═══ EXERCISE INPUT ═══

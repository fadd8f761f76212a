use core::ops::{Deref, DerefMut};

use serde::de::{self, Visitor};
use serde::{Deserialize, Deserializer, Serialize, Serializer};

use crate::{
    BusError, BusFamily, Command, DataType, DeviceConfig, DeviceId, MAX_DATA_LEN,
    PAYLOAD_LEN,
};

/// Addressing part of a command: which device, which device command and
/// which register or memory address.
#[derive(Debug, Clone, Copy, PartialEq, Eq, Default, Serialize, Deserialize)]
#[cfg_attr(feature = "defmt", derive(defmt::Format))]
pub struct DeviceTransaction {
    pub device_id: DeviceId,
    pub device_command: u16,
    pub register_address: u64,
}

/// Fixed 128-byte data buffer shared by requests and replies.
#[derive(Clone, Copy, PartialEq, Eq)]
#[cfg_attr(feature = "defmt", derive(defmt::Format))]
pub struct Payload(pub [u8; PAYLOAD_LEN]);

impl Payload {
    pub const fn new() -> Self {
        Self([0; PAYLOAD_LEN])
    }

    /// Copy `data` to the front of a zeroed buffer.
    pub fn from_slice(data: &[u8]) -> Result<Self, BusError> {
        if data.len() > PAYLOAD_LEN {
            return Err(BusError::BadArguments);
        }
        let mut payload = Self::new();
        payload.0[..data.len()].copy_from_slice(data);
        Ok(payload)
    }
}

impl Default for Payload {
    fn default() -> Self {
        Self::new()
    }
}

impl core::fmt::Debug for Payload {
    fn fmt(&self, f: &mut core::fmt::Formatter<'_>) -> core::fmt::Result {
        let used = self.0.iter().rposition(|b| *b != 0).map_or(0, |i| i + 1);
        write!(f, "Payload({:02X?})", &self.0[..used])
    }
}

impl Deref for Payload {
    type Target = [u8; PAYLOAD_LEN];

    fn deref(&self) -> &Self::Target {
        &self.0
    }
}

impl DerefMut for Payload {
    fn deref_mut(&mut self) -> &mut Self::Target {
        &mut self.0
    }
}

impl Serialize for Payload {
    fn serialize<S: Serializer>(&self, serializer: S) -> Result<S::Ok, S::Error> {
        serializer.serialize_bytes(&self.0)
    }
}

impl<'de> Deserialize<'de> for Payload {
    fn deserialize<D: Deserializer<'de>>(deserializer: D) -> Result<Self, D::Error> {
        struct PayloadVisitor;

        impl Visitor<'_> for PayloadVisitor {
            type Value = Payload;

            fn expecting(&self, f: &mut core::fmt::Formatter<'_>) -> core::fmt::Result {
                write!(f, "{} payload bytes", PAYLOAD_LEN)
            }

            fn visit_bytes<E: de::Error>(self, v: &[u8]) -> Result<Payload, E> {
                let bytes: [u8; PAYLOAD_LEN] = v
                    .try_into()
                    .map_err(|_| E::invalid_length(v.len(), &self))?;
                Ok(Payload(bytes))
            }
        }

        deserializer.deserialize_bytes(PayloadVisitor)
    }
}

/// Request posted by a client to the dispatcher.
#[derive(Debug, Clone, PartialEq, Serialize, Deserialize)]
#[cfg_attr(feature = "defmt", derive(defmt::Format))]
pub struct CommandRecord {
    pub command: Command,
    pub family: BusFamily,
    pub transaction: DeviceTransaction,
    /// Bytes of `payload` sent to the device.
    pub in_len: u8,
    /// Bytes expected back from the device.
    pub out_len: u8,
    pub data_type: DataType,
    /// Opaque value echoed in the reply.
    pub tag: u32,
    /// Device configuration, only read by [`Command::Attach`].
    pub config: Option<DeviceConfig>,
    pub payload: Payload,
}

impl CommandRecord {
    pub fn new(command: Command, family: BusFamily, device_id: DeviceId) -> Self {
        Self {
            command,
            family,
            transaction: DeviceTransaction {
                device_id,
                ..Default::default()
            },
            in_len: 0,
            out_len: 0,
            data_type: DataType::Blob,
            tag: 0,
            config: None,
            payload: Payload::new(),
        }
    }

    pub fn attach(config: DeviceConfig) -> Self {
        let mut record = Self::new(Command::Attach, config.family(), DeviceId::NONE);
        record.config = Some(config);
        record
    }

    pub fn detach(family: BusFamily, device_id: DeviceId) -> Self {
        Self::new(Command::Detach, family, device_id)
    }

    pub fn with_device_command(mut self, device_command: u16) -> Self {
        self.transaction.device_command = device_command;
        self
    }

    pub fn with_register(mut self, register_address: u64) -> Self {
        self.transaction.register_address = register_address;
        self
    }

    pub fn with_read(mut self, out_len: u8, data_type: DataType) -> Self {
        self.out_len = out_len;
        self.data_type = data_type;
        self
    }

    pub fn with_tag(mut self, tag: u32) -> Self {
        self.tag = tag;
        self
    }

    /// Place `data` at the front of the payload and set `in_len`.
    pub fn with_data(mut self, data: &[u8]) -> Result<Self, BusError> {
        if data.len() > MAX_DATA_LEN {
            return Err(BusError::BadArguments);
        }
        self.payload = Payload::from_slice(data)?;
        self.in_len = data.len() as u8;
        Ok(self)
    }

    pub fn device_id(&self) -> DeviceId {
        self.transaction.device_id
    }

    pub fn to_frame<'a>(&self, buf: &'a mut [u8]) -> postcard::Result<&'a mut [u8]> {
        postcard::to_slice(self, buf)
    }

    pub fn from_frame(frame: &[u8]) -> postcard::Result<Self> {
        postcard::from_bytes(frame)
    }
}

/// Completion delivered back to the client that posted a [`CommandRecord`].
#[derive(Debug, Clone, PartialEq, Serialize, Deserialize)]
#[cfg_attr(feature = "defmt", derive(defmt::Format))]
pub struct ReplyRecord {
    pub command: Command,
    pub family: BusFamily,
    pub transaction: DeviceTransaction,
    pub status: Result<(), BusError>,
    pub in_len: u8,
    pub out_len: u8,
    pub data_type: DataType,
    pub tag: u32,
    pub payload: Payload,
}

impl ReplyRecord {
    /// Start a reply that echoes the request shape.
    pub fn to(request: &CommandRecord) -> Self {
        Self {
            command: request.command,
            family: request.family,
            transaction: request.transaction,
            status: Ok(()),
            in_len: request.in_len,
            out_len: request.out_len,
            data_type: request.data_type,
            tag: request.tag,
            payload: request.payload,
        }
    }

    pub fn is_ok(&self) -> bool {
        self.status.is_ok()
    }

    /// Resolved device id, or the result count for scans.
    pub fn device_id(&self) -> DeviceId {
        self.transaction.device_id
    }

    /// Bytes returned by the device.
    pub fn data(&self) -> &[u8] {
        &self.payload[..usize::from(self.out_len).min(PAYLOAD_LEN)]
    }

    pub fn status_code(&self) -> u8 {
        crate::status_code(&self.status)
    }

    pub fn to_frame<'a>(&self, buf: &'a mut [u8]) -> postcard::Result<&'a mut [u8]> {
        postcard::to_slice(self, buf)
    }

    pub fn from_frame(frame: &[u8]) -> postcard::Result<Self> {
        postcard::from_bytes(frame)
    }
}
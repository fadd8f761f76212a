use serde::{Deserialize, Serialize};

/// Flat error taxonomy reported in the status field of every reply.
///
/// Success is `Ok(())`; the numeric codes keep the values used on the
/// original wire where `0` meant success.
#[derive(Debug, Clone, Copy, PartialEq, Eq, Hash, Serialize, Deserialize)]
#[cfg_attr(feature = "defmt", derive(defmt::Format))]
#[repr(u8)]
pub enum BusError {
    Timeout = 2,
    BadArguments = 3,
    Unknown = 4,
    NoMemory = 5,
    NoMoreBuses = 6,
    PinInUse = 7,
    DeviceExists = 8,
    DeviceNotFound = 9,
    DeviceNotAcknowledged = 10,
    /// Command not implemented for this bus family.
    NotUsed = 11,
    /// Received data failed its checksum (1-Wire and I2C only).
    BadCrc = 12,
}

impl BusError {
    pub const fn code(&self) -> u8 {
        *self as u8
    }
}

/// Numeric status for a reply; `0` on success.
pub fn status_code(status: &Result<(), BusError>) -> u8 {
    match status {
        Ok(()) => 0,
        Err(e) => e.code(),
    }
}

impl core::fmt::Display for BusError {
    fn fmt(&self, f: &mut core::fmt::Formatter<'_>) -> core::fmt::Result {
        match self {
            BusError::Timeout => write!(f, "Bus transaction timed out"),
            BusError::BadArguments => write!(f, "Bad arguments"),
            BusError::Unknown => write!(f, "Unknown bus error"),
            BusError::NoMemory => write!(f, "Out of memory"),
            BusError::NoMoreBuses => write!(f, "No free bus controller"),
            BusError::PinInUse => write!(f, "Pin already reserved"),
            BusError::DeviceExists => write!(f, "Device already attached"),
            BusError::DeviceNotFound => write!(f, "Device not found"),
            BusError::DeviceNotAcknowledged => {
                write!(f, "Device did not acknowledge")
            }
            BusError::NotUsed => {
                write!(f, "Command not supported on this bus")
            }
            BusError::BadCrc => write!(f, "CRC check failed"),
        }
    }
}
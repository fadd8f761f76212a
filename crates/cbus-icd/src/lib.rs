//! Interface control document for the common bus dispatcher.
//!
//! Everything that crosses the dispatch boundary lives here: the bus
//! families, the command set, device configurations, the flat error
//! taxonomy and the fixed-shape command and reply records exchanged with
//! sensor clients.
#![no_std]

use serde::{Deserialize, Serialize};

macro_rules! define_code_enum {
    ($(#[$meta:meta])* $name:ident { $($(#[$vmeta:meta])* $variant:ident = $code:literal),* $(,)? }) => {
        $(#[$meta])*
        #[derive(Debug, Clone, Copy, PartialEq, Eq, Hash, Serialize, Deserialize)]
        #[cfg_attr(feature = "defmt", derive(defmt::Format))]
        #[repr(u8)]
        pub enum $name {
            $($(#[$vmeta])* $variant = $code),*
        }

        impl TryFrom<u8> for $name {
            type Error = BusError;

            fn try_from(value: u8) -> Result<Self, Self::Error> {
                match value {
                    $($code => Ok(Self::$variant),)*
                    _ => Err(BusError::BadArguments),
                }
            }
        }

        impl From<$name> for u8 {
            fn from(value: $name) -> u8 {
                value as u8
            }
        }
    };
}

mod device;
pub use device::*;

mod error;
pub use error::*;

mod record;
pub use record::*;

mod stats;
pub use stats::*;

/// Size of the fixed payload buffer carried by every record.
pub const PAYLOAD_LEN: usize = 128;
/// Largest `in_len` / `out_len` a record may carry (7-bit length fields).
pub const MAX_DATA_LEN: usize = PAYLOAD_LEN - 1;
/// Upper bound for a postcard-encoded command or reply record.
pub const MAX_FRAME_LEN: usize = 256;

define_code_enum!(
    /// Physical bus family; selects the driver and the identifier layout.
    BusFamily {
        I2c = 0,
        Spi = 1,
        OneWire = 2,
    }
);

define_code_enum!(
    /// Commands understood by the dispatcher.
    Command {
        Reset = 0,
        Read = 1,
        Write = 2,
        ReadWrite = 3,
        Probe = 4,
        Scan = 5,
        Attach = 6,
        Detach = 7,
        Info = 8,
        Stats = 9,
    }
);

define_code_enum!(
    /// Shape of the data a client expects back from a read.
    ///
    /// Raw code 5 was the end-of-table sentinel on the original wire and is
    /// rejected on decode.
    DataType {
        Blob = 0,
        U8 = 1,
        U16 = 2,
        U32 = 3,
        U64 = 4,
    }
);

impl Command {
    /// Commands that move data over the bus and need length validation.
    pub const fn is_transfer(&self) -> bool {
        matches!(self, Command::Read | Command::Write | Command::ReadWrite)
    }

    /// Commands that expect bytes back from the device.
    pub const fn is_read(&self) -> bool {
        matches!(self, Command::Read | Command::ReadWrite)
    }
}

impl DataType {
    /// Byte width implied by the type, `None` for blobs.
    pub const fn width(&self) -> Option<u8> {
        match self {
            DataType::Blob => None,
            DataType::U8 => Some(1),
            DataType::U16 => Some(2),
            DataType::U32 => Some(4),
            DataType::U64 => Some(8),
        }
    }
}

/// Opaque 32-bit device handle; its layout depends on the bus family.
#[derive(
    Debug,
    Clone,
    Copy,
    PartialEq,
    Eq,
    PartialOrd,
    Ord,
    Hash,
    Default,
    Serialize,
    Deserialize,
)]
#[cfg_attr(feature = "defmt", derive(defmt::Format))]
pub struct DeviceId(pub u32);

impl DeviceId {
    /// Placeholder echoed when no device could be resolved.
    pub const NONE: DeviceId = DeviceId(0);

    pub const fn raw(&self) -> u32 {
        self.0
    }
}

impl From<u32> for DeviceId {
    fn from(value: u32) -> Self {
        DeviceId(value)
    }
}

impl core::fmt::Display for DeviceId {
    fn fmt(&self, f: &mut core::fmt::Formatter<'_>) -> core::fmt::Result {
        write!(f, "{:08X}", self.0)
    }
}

═══

## PROBLEM REQUIREMENTS
Among the preceding records, how many lines include the word "this"? Reply with the number only.

## THE ANSWER
2